**WORK TASK**
Set down exactly the lines below, starting at the one that contains "the member fallback." and ending at the one that contains "(true, true) =>", with both of those lines included and nothing else.

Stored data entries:

* * * * * * *

////////////////////////////////////////////////////////////////////////////////
// This file is part of "Altair", an embeddable scripting programming         //
// language platform.                                                         //
//                                                                            //
// This work is free software, distributed under the terms of the MIT         //
// license, as published in the LICENSE file of the source code distribution. //
//                                                                            //
// This work is provided "as is", without any warranties, express or implied, //
// except where such disclaimers are legally invalid.                         //
////////////////////////////////////////////////////////////////////////////////

//! Operator dispatch.
//!
//! The dispatch drivers in this module route the unary and binary
//! operators of [Cell] through the operator hooks of the operands' type
//! descriptors, and through the operator member fallback when both hooks
//! decline.

use std::fmt::{Display, Formatter};

use crate::runtime::{Cell, Context, Direction, RuntimeError, RuntimeResult};

/// An operator of the dispatch protocol.
///
/// The first five operators are unary, the rest are binary. Each operator
/// has three spellings: the surface [symbol](Operator::symbol), the
/// canonical host [member name](Operator::host_name) used by the static
/// member fallback, and the parenthesized
/// [script name](Operator::script_name) under which user structures
/// overload it.
///
/// ```
/// use altair::runtime::Operator;
///
/// assert_eq!(Operator::Rem.symbol(), "mod");
/// assert_eq!(Operator::Rem.host_name(), "rem");
/// assert_eq!(Operator::Rem.script_name(), "(mod)");
/// ```
#[derive(Debug, Clone, Copy, PartialEq, Eq, Hash)]
pub enum Operator {
    /// Arithmetic negation `-x`.
    Neg,

    /// Logical complement `not x`.
    Not,

    /// Bitwise complement `~x`.
    BitNot,

    /// Increment `x++`.
    Inc,

    /// Decrement `x--`.
    Dec,

    /// Addition `x + y`.
    Add,

    /// Subtraction `x - y`.
    Sub,

    /// Multiplication `x * y`.
    Mul,

    /// Division `x / y`.
    Div,

    /// Remainder `x mod y`.
    Rem,

    /// Bitwise conjunction `x & y`.
    BitAnd,

    /// Bitwise disjunction `x | y`.
    BitOr,

    /// Bitwise exclusive disjunction `x ^ y`.
    BitXor,

    /// Equality `x == y`.
    Eq,

    /// Inequality `x != y`.
    Ne,

    /// Strict order `x < y`.
    Lt,

    /// Non-strict order `x <= y`.
    Le,

    /// Inverted strict order `x > y`.
    Gt,

    /// Inverted non-strict order `x >= y`.
    Ge,
}

impl Display for Operator {
    #[inline(always)]
    fn fmt(&self, formatter: &mut Formatter<'_>) -> std::fmt::Result {
        formatter.write_str(self.symbol())
    }
}

impl Operator {
    /// The surface syntax of this operator.
    pub fn symbol(&self) -> &'static str {
        match self {
            Self::Neg => "-",
            Self::Not => "not",
            Self::BitNot => "~",
            Self::Inc => "++",
            Self::Dec => "--",
            Self::Add => "+",
            Self::Sub => "-",
            Self::Mul => "*",
            Self::Div => "/",
            Self::Rem => "mod",
            Self::BitAnd => "&",
            Self::BitOr => "|",
            Self::BitXor => "^",
            Self::Eq => "==",
            Self::Ne => "!=",
            Self::Lt => "<",
            Self::Le => "<=",
            Self::Gt => ">",
            Self::Ge => ">=",
        }
    }

    /// The canonical member name under which a host type exposes this
    /// operator as a static function.
    pub fn host_name(&self) -> &'static str {
        match self {
            Self::Neg => "neg",
            Self::Not => "not",
            Self::BitNot => "bitnot",
            Self::Inc => "inc",
            Self::Dec => "dec",
            Self::Add => "add",
            Self::Sub => "sub",
            Self::Mul => "mul",
            Self::Div => "div",
            Self::Rem => "rem",
            Self::BitAnd => "bitand",
            Self::BitOr => "bitor",
            Self::BitXor => "bitxor",
            Self::Eq => "eq",
            Self::Ne => "ne",
            Self::Lt => "lt",
            Self::Le => "le",
            Self::Gt => "gt",
            Self::Ge => "ge",
        }
    }

    /// The parenthesized member name under which a script structure
    /// overloads this operator. Unary negation is spelled `(-.)` to keep
    /// it distinct from binary subtraction.
    pub fn script_name(&self) -> &'static str {
        match self {
            Self::Neg => "(-.)",
            Self::Not => "(not)",
            Self::BitNot => "(~)",
            Self::Inc => "(++)",
            Self::Dec => "(--)",
            Self::Add => "(+)",
            Self::Sub => "(-)",
            Self::Mul => "(*)",
            Self::Div => "(/)",
            Self::Rem => "(mod)",
            Self::BitAnd => "(&)",
            Self::BitOr => "(|)",
            Self::BitXor => "(^)",
            Self::Eq => "(==)",
            Self::Ne => "(!=)",
            Self::Lt => "(<)",
            Self::Le => "(<=)",
            Self::Gt => "(>)",
            Self::Ge => "(>=)",
        }
    }

    /// Returns true if this operator takes a single operand.
    #[inline(always)]
    pub fn is_unary(&self) -> bool {
        matches!(
            self,
            Self::Neg | Self::Not | Self::BitNot | Self::Inc | Self::Dec,
        )
    }

    /// Returns true for the six comparison operators.
    #[inline(always)]
    pub fn is_comparison(&self) -> bool {
        matches!(
            self,
            Self::Eq | Self::Ne | Self::Lt | Self::Le | Self::Gt | Self::Ge,
        )
    }

    // The arithmetic and bitwise binary operators pass a null operand
    // through unchanged instead of consulting the descriptors.
    #[inline(always)]
    pub(crate) fn absorbs_null(&self) -> bool {
        matches!(
            self,
            Self::Add
                | Self::Sub
                | Self::Mul
                | Self::Div
                | Self::Rem
                | Self::BitAnd
                | Self::BitOr
                | Self::BitXor,
        )
    }
}

// Applies a unary operator.
//
// The operand's descriptor hook is consulted first. If it declines, the
// operator degrades to a member call, and if no member matches either,
// the operator fails with a NotApplicable error.
pub(crate) fn unary(cx: &mut Context, op: Operator, operand: &Cell) -> RuntimeResult<Cell> {
    if let Some(result) = operand.ty().get().try_unary(cx, op, operand)? {
        return Ok(result);
    }

    if let Some(result) = unary_member(cx, op, operand)? {
        return Ok(result);
    }

    Err(RuntimeError::not_applicable_unary(op, operand.ty()))
}

// Applies a binary operator.
//
// The driver settles null absorption and reference identity without
// consulting the descriptors. Otherwise the left operand's hook is
// consulted first, then the right operand's hook with the operand order
// preserved, then the member fallback.
pub(crate) fn binary(
    cx: &mut Context,
    op: Operator,
    lhs: &Cell,
    rhs: &Cell,
) -> RuntimeResult<Cell> {
    if op.absorbs_null() {
        match (lhs.is_null(), rhs.is_null()) {
            (true, true) => return Ok(Cell::null()),
            (true, false) => return Ok(rhs.clone()),
            (false, true) => return Ok(lhs.clone()),
            (false, false) => (),
        }
    }

    // Two handles to the same list, hash, structure, or foreign object
    // compare equal regardless of content.
    if lhs.ty() == rhs.ty() && lhs.same_identity(rhs) {
        match op {
            Operator::Eq => return Ok(Cell::from(true)),
            Operator::Ne => return Ok(Cell::from(false)),
            _ => (),
        }
    }

    if let Some(result) = lhs.ty().get().try_binary(cx, op, lhs, rhs)? {
        return Ok(result);
    }

    if lhs.ty() != rhs.ty() {
        if let Some(result) = rhs.ty().get().try_binary(cx, op, lhs, rhs)? {
            return Ok(result);
        }
    }

    if let Some(result) = binary_member(cx, op, lhs, rhs)? {
        return Ok(result);
    }

    Err(RuntimeError::not_applicable_binary(op, lhs.ty(), rhs.ty()))
}

// The member fallback of the unary driver: a static member on the
// operand's type under the host name with the operand as the argument,
// then an instance member on the operand under the script name.
//
// An InvalidCall from a probe means the member does not exist and reads
// as a decline. Other errors propagate.
fn unary_member(cx: &mut Context, op: Operator, operand: &Cell) -> RuntimeResult<Option<Cell>> {
    let mut args = [operand.clone()];

    match operand
        .ty()
        .static_call(cx, &mut args, Direction::Get, op.host_name())
    {
        Ok(result) => return Ok(Some(result)),
        Err(error) if error.is_invalid_call() => (),
        Err(error) => return Err(error),
    }

    match operand.dynamic_call(cx, &mut [], Direction::Get, op.script_name()) {
        Ok(result) => Ok(Some(result)),
        Err(error) if error.is_invalid_call() => Ok(None),
        Err(error) => Err(error),
    }
}

// The member fallback of the binary driver: a static member under the
// host name on the left operand's type, then on the right operand's
// type, with both operands as arguments in source order, then an
// instance member on the left operand under the script name with the
// right operand as the argument.
fn binary_member(
    cx: &mut Context,
    op: Operator,
    lhs: &Cell,
    rhs: &Cell,
) -> RuntimeResult<Option<Cell>> {
    let mut args = [lhs.clone(), rhs.clone()];

    match lhs
        .ty()
        .static_call(cx, &mut args, Direction::Get, op.host_name())
    {
        Ok(result) => return Ok(Some(result)),
        Err(error) if error.is_invalid_call() => (),
        Err(error) => return Err(error),
    }

    if lhs.ty() != rhs.ty() {
        let mut args = [lhs.clone(), rhs.clone()];

        match rhs
            .ty()
            .static_call(cx, &mut args, Direction::Get, op.host_name())
        {
            Ok(result) => return Ok(Some(result)),
            Err(error) if error.is_invalid_call() => (),
            Err(error) => return Err(error),
        }
    }

    let mut args = [rhs.clone()];

    match lhs.dynamic_call(cx, &mut args, Direction::Get, op.script_name()) {
        Ok(result) => Ok(Some(result)),
        Err(error) if error.is_invalid_call() => Ok(None),
        Err(error) => Err(error),
    }
}

#[cfg(test)]
mod tests {
    use super::*;

    #[test]
    fn test_operator_spellings() {
        assert_eq!(Operator::Neg.symbol(), "-");
        assert_eq!(Operator::Neg.script_name(), "(-.)");
        assert_eq!(Operator::Sub.symbol(), "-");
        assert_eq!(Operator::Sub.script_name(), "(-)");
        assert_eq!(Operator::BitXor.host_name(), "bitxor");
        assert_eq!(Operator::Ge.symbol(), ">=");
        assert_eq!(Operator::Ge.script_name(), "(>=)");

        assert!(Operator::Inc.is_unary());
        assert!(!Operator::Add.is_unary());
        assert!(Operator::Ne.is_comparison());
        assert!(!Operator::Ne.absorbs_null());
        assert!(Operator::Rem.absorbs_null());
    }

    #[test]
    fn test_null_absorption() {
        let mut cx = Context::new();

        let sum = Cell::from(5i64).add(&mut cx, &Cell::null()).unwrap();
        assert_eq!(sum.as_int(), Some(5));

        let sum = Cell::null().add(&mut cx, &Cell::from(5i64)).unwrap();
        assert_eq!(sum.as_int(), Some(5));

        let quotient = Cell::from(5i64).div(&mut cx, &Cell::null()).unwrap();
        assert_eq!(quotient.as_int(), Some(5));

        let masked = Cell::null().bit_and(&mut cx, &Cell::from(true)).unwrap();
        assert_eq!(masked.as_bool(), Some(true));

        let product = Cell::null().mul(&mut cx, &Cell::null()).unwrap();
        assert!(product.is_null());
    }

    #[test]
    fn test_identity_equality() {
        let mut cx = Context::new();

        let list = Cell::from(vec![Cell::from(1i64), Cell::from(2i64)]);
        let alias = list.clone();

        let equal = list.equal(&mut cx, &alias).unwrap();
        assert_eq!(equal.as_bool(), Some(true));

        let unequal = list.not_equal(&mut cx, &alias).unwrap();
        assert_eq!(unequal.as_bool(), Some(false));
    }

    #[test]
    fn test_not_applicable() {
        let mut cx = Context::new();

        let error = Cell::hash().less(&mut cx, &Cell::hash()).unwrap_err();

        assert!(error.is_not_applicable());

        assert_eq!(
            error.to_string(),
            "operator '<' is not applicable to operands of types 'Hash' and 'Hash'",
        );
    }
}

* * * * * * *

**OUTPUT OF THE EXERCISE**
// preserved, then the member fallback.
pub(crate) fn binary(
    cx: &mut Context,
    op: Operator,
    lhs: &Cell,
    rhs: &Cell,
) -> RuntimeResult<Cell> {
    if op.absorbs_null() {
        match (lhs.is_null(), rhs.is_null()) {
            (true, true) => return Ok(Cell::null()),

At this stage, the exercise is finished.